Theorem (Nash, 1950): Every finite game has at least one Nash equilibrium in mixed strategies.
This is a consequence of Brouwer's fixed-point theorem applied to the best-response correspondence. The NE may be pure (a degenerate mixed strategy).
For a 2×2 game with $A = \begin{pmatrix} a & b \\ c & d \end{pmatrix}$, $B = \begin{pmatrix} e & f \\ g & h \end{pmatrix}$, player 1 mixes $(p, 1-p)$ and player 2 mixes $(q, 1-q)$.

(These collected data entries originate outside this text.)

//! A small ring-buffered logger that mirrors lines into `tracing`, an SSE
//! broadcast channel, and an in-memory buffer for REST retrieval. Used by the
//! dashboard SSE stream (`event: log_entry`) and by `/api/health`.

use std::collections::VecDeque;
use std::fmt::Display;
use std::sync::{Arc, RwLock};
use tokio::sync::broadcast;

pub struct UiLogger<T: Clone + Send + 'static> {
    tx: broadcast::Sender<T>,
    map_fn: Arc<dyn Fn(String) -> T + Send + Sync>,
    buffer: Option<Arc<RwLock<VecDeque<String>>>>,
    max_entries: usize,
}

impl<T: Clone + Send> UiLogger<T> {
    /// Create a broadcast-only logger (no buffer).
    pub fn new(
        tx: broadcast::Sender<T>,
        map_fn: impl Fn(String) -> T + Send + Sync + 'static,
    ) -> Self {
        Self {
            tx,
            map_fn: Arc::new(map_fn),
            buffer: None,
            max_entries: 0,
        }
    }

    /// Create a logger with an in-memory ring buffer for REST retrieval.
    pub fn with_buffer(
        tx: broadcast::Sender<T>,
        map_fn: impl Fn(String) -> T + Send + Sync + 'static,
        max_entries: usize,
    ) -> Self {
        Self {
            tx,
            map_fn: Arc::new(map_fn),
            buffer: Some(Arc::new(RwLock::new(VecDeque::with_capacity(max_entries)))),
            max_entries,
        }
    }

    /// Format a timestamped log entry, print to tracing, broadcast, and optionally buffer.
    pub fn log(&self, msg: impl Display) {
        let entry = format!("{} {}", chrono::Utc::now().format("%H:%M:%S"), msg);
        tracing::info!("{}", entry);
        if let Some(ref buf) = self.buffer {
            if let Ok(mut entries) = buf.write() {
                entries.push_back(entry.clone());
                while entries.len() > self.max_entries {
                    entries.pop_front();
                }
            }
        }
        let _ = self.tx.send((self.map_fn)(entry));
    }

    /// Return a snapshot of buffered entries. Returns empty vec if no buffer.
    pub fn entries(&self) -> Vec<String> {
        match &self.buffer {
            Some(buf) => buf
                .read()
                .map(|b| b.iter().cloned().collect())
                .unwrap_or_default(),
            None => Vec::new(),
        }
    }
}

#[cfg(test)]
mod tests {
    use super::*;

    #[test]
    fn log_sends_timestamped_entry() {
        let (tx, mut rx) = broadcast::channel::<String>(4);
        let logger = UiLogger::new(tx, |entry| entry);
        logger.log("hello world");
        let entry = rx.try_recv().unwrap();
        assert!(entry.ends_with(" hello world"), "unexpected: {entry}");
        assert_eq!(&entry[2..3], ":");
        assert_eq!(&entry[5..6], ":");
    }

    #[test]
    fn log_buffers_entries_and_evicts_oldest() {
        let (tx, _) = broadcast::channel::<String>(4);
        let logger = UiLogger::with_buffer(tx, |entry| entry, 3);
        logger.log("a");
        logger.log("b");
        logger.log("c");
        logger.log("d");
        let entries = logger.entries();
        assert_eq!(entries.len(), 3);
        assert!(entries[0].ends_with(" b"));
        assert!(entries[2].ends_with(" d"));
    }

    #[test]
    fn entries_empty_without_buffer() {
        let (tx, _) = broadcast::channel::<String>(4);
        let logger = UiLogger::new(tx, |entry| entry);
        logger.log("test");
        assert!(logger.entries().is_empty());
    }
}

Player 2's indifference (from Player 1's mix): $p \cdot e + (1-p) \cdot g = p \cdot f + (1-p) \cdot h$
$$p^* = \frac{h - g}{(e - g) - (f - h)}$$
Player 1's indifference (from Player 2's mix): $q \cdot a + (1-q) \cdot b = q \cdot c + (1-q) \cdot d$
$$q^* = \frac{d - b}{(a - b) - (c - d)}$$
Valid mixed NE requires $p^*, q^* \in (0, 1)$.
import numpy as np
def find_mixed_nash_2x2(A, B):
"""Find the mixed-strategy NE for a 2×2 game.

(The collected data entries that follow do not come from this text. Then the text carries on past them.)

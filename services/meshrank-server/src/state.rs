use std::sync::atomic::{AtomicBool, AtomicI64, Ordering};
use std::sync::{Arc, RwLock};

use meshrank_protocol::{MeshScoreSeries, ObserverRankItem, RankCache, SseEvent};
use tokio::sync::broadcast;

use crate::advert_stats::AdvertStatsIndex;
use crate::channel_cache::ChannelCache;
use crate::config::Config;
use crate::geoscore::InferenceQueue;
use crate::observer_hits::ObserverHitsIndex;
use crate::share::ShareRateLimiter;
use crate::storage::Storage;

const SSE_CHANNEL_CAPACITY: usize = 256;

/// Process-wide state, handed to every handler behind `Arc`. Each cache is
/// owned by the component that refreshes it; other components only ever
/// read a published snapshot.
pub struct AppState {
    pub config: Config,
    pub storage: Arc<Storage>,
    pub observer_hits: Arc<ObserverHitsIndex>,
    pub advert_stats: Arc<AdvertStatsIndex>,
    pub channel_cache: Arc<ChannelCache>,
    pub repeater_rank: RwLock<Option<Arc<RankCache>>>,
    pub observer_rank: RwLock<Option<Arc<Vec<ObserverRankItem>>>>,
    pub meshscore: RwLock<Option<Arc<MeshScoreSeries>>>,
    pub dashboard_tx: broadcast::Sender<SseEvent>,
    pub bot_tx: broadcast::Sender<SseEvent>,
    pub logger: Arc<meshrank_ui_log::UiLogger<SseEvent>>,
    pub boot_time: std::time::Instant,
    /// `true` once the 15-minute cache-warmup window (§4.8) has elapsed;
    /// scheduled refreshes before this are ignored.
    pub warmup_elapsed: AtomicBool,
    pub ingested_total: AtomicI64,
    pub share_rate_limiter: ShareRateLimiter,
    pub geoscore_queue: InferenceQueue,
    /// Last `message_observers` rowid folded into a broadcast `packet` event
    /// (§4.9); advanced by the dedicated 1s poller, independent of the
    /// `messages`-row cursor the channel cache tracks.
    pub message_observer_last_rowid: AtomicI64,
}

impl AppState {
    pub fn new(config: Config, storage: Storage, observer_hits_path: std::path::PathBuf) -> Self {
        let (dashboard_tx, _) = broadcast::channel(SSE_CHANNEL_CAPACITY);
        let (bot_tx, _) = broadcast::channel(SSE_CHANNEL_CAPACITY);
        let logger_tx = dashboard_tx.clone();
        let logger = meshrank_ui_log::UiLogger::with_buffer(
            logger_tx,
            |line| SseEvent::LogEntry { line },
            200,
        );
        let data_dir = observer_hits_path
            .parent()
            .unwrap_or_else(|| std::path::Path::new("."))
            .to_path_buf();
        Self {
            config,
            storage: Arc::new(storage),
            advert_stats: Arc::new(AdvertStatsIndex::new(&data_dir)),
            observer_hits: Arc::new(ObserverHitsIndex::new(observer_hits_path)),
            channel_cache: Arc::new(ChannelCache::new(data_dir.join("decoded.ndjson"))),
            repeater_rank: RwLock::new(None),
            observer_rank: RwLock::new(None),
            meshscore: RwLock::new(None),
            dashboard_tx,
            bot_tx,
            logger: Arc::new(logger),
            boot_time: std::time::Instant::now(),
            warmup_elapsed: AtomicBool::new(false),
            ingested_total: AtomicI64::new(0),
            share_rate_limiter: ShareRateLimiter::default(),
            geoscore_queue: InferenceQueue::default(),
            message_observer_last_rowid: AtomicI64::new(0),
        }
    }

    pub fn publish_repeater_rank(&self, cache: RankCache) {
        *self.repeater_rank.write().expect("repeater rank lock poisoned") = Some(Arc::new(cache));
    }

    pub fn publish_observer_rank(&self, items: Vec<ObserverRankItem>) {
        *self.observer_rank.write().expect("observer rank lock poisoned") = Some(Arc::new(items));
    }

    pub fn publish_meshscore(&self, series: MeshScoreSeries) {
        *self.meshscore.write().expect("meshscore lock poisoned") = Some(Arc::new(series));
    }

    pub fn is_warmed_up(&self) -> bool {
        self.warmup_elapsed.load(Ordering::Acquire)
    }

    pub fn broadcast_dashboard(&self, event: SseEvent) {
        // Best-effort fan-out (§4.9): no subscribers is not an error.
        let _ = self.dashboard_tx.send(event);
    }
}

#[cfg(test)]
mod tests {
    use super::*;
    use crate::db::Db;

    fn test_state() -> AppState {
        let config = Config::from_env_with(|_| None).unwrap();
        let db = Db::open_in_memory(false).unwrap();
        let dir = tempfile::tempdir().unwrap();
        let storage = Storage::new(db, dir.path());
        AppState::new(config, storage, dir.path().join("observer.ndjson"))
    }

    #[test]
    fn starts_with_no_published_ranks() {
        let state = test_state();
        assert!(state.repeater_rank.read().unwrap().is_none());
    }

    #[test]
    fn publish_repeater_rank_makes_it_readable() {
        let state = test_state();
        state.publish_repeater_rank(RankCache {
            updated_at: "now".into(),
            count: 0,
            items: vec![],
            excluded: vec![],
        });
        assert!(state.repeater_rank.read().unwrap().is_some());
    }

    #[test]
    fn broadcast_with_no_subscribers_does_not_panic() {
        let state = test_state();
        state.broadcast_dashboard(SseEvent::Ping);
    }
}
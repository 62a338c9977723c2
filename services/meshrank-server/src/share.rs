//! Share-link store (C11): short codes that resolve to a canonical message.

use chrono::{DateTime, Duration, Utc};
use rand::Rng;
use rusqlite::Connection;

use crate::db::DbError;

const CODE_DIGITS: u32 = 5;
const TTL_HOURS: i64 = 24;
const MAX_COLLISION_RETRIES: u32 = 20;
const RATE_LIMIT_PER_MINUTE: u32 = 30;
const MISS_LIMIT: u32 = 12;
const SWEEP_BATCH: usize = 1000;

#[derive(Debug, Clone, PartialEq)]
pub struct ShareCodeRow {
    pub code: String,
    pub message_id: String,
    pub created_at: String,
    pub expires_at: String,
}

pub fn generate_code(rng: &mut impl Rng) -> String {
    let max = 10u32.pow(CODE_DIGITS);
    format!("{:0width$}", rng.gen_range(0..max), width = CODE_DIGITS as usize)
}

/// Allocate (or return the existing unexpired) code for `message_id`.
pub fn allocate_share_code(
    conn: &Connection,
    message_id: &str,
    now: DateTime<Utc>,
) -> Result<ShareCodeRow, DbError> {
    if let Some(existing) = find_by_message(conn, message_id)? {
        if parse_rfc3339(&existing.expires_at) > now {
            return Ok(existing);
        }
    }

    let mut rng = rand::thread_rng();
    let created_at = now.to_rfc3339();
    let expires_at = (now + Duration::hours(TTL_HOURS)).to_rfc3339();

    for _ in 0..MAX_COLLISION_RETRIES {
        let code = generate_code(&mut rng);
        let inserted = conn.execute(
            "INSERT OR IGNORE INTO route_share (share_code, message_id, created_at, expires_at) \
             VALUES (?1, ?2, ?3, ?4)",
            rusqlite::params![code, message_id, created_at, expires_at],
        )?;
        if inserted == 1 {
            return Ok(ShareCodeRow {
                code,
                message_id: message_id.to_owned(),
                created_at,
                expires_at,
            });
        }
    }
    Err(DbError::IntegrityCheckFailed(
        "exhausted share code collision retries".to_owned(),
    ))
}

fn find_by_message(conn: &Connection, message_id: &str) -> Result<Option<ShareCodeRow>, DbError> {
    let mut stmt = conn.prepare(
        "SELECT share_code, message_id, created_at, expires_at FROM route_share \
         WHERE message_id = ?1 ORDER BY created_at DESC LIMIT 1",
    )?;
    let mut rows = stmt.query_map([message_id], map_row)?;
    Ok(rows.next().transpose()?)
}

/// `None` if the code doesn't exist; `Some(Err(expired))` is modelled by the
/// caller checking `expires_at` against `now` — this function always
/// returns the row if present so callers can decide 410 vs deletion.
pub fn resolve_code(conn: &Connection, code: &str) -> Result<Option<ShareCodeRow>, DbError> {
    let mut stmt = conn.prepare(
        "SELECT share_code, message_id, created_at, expires_at FROM route_share WHERE share_code = ?1",
    )?;
    let mut rows = stmt.query_map([code], map_row)?;
    Ok(rows.next().transpose()?)
}

pub fn delete_code(conn: &Connection, code: &str) -> Result<(), DbError> {
    conn.execute("DELETE FROM route_share WHERE share_code = ?1", [code])?;
    Ok(())
}

/// Best-effort sweep of expired rows, capped at 1000 per call (§4.11).
pub fn sweep_expired(conn: &Connection, now: DateTime<Utc>) -> Result<usize, DbError> {
    let now_str = now.to_rfc3339();
    let deleted = conn.execute(
        "DELETE FROM route_share WHERE share_code IN ( \
            SELECT share_code FROM route_share WHERE expires_at < ?1 LIMIT ?2)",
        rusqlite::params![now_str, SWEEP_BATCH as i64],
    )?;
    Ok(deleted)
}

fn map_row(row: &rusqlite::Row<'_>) -> rusqlite::Result<ShareCodeRow> {
    Ok(ShareCodeRow {
        code: row.get(0)?,
        message_id: row.get(1)?,
        created_at: row.get(2)?,
        expires_at: row.get(3)?,
    })
}

fn parse_rfc3339(s: &str) -> DateTime<Utc> {
    DateTime::parse_from_rfc3339(s)
        .map(|dt| dt.with_timezone(&Utc))
        .unwrap_or_else(|_| Utc::now())
}

/// Simple fixed-window per-IP rate limiter for `GET /api/share/:code`
/// (30/min) with a separate miss counter that trips 429 at 12 misses.
#[derive(Default)]
pub struct ShareRateLimiter {
    windows: std::sync::Mutex<std::collections::HashMap<String, (DateTime<Utc>, u32, u32)>>,
}

impl ShareRateLimiter {
    /// Returns `Ok(())` if the request may proceed, `Err(true)` if the
    /// request-rate limit tripped, `Err(false)` if the miss limit tripped.
    pub fn check(&self, ip: &str, now: DateTime<Utc>, is_miss: bool) -> Result<(), bool> {
        let mut windows = self.windows.lock().expect("rate limiter poisoned");
        let entry = windows.entry(ip.to_owned()).or_insert((now, 0, 0));
        if now.signed_duration_since(entry.0) > Duration::minutes(1) {
            *entry = (now, 0, 0);
        }
        entry.1 += 1;
        if is_miss {
            entry.2 += 1;
        }
        if entry.1 > RATE_LIMIT_PER_MINUTE {
            return Err(true);
        }
        if entry.2 >= MISS_LIMIT {
            return Err(false);
        }
        Ok(())
    }
}

#[cfg(test)]
mod tests {
    use super::*;
    use crate::db::Db;

    #[test]
    fn allocate_then_resolve_round_trips() {
        let db = Db::open_in_memory(false).unwrap();
        let now = Utc::now();
        let code = allocate_share_code(db.conn(), "MSG123", now).unwrap();
        let resolved = resolve_code(db.conn(), &code.code).unwrap().unwrap();
        assert_eq!(resolved.message_id, "MSG123");
    }

    #[test]
    fn allocate_returns_same_code_when_unexpired() {
        let db = Db::open_in_memory(false).unwrap();
        let now = Utc::now();
        let first = allocate_share_code(db.conn(), "MSG123", now).unwrap();
        let second = allocate_share_code(db.conn(), "MSG123", now + Duration::seconds(5)).unwrap();
        assert_eq!(first.code, second.code);
    }

    #[test]
    fn expired_code_is_detectable_by_caller() {
        let db = Db::open_in_memory(false).unwrap();
        let now = Utc::now();
        let code = allocate_share_code(db.conn(), "MSG123", now).unwrap();
        let later = now + Duration::hours(25);
        let row = resolve_code(db.conn(), &code.code).unwrap().unwrap();
        assert!(parse_rfc3339(&row.expires_at) < later);
    }

    #[test]
    fn sweep_removes_expired_rows_only() {
        let db = Db::open_in_memory(false).unwrap();
        let now = Utc::now();
        db.conn()
            .execute(
                "INSERT INTO route_share (share_code, message_id, created_at, expires_at) \
                 VALUES ('00001', 'OLD', ?1, ?2)",
                rusqlite::params![now.to_rfc3339(), (now - Duration::hours(1)).to_rfc3339()],
            )
            .unwrap();
        allocate_share_code(db.conn(), "FRESH", now).unwrap();
        let deleted = sweep_expired(db.conn(), now).unwrap();
        assert_eq!(deleted, 1);
        assert!(resolve_code(db.conn(), "00001").unwrap().is_none());
    }

    #[test]
    fn rate_limiter_trips_after_30_requests_per_minute() {
        let limiter = ShareRateLimiter::default();
        let now = Utc::now();
        for _ in 0..30 {
            assert!(limiter.check("1.2.3.4", now, false).is_ok());
        }
        assert_eq!(limiter.check("1.2.3.4", now, false), Err(true));
    }

    #[test]
    fn miss_limit_trips_independently_of_rate_limit() {
        let limiter = ShareRateLimiter::default();
        let now = Utc::now();
        for _ in 0..11 {
            let _ = limiter.check("5.6.7.8", now, true);
        }
        assert_eq!(limiter.check("5.6.7.8", now, true), Err(false));
    }
}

Returns (p*, q*) where p* is P1's probability on row 0,
q* is P2's probability on column 0. Returns None if no interior mixed NE.
"""
# Player 1's mixing prob from Player 2's indifference
e, f, g, h = B[0,0], B[0,1], B[1,0], B[1,1]
denom_p = (e - g) - (f - h)
if abs(denom_p) < 1e-12:
return None # degenerate
p_star = (h - g) / denom_p
# Player 2's mixing prob from Player 1's indifference
a, b, c, d = A[0,0], A[0,1], A[1,0], A[1,1]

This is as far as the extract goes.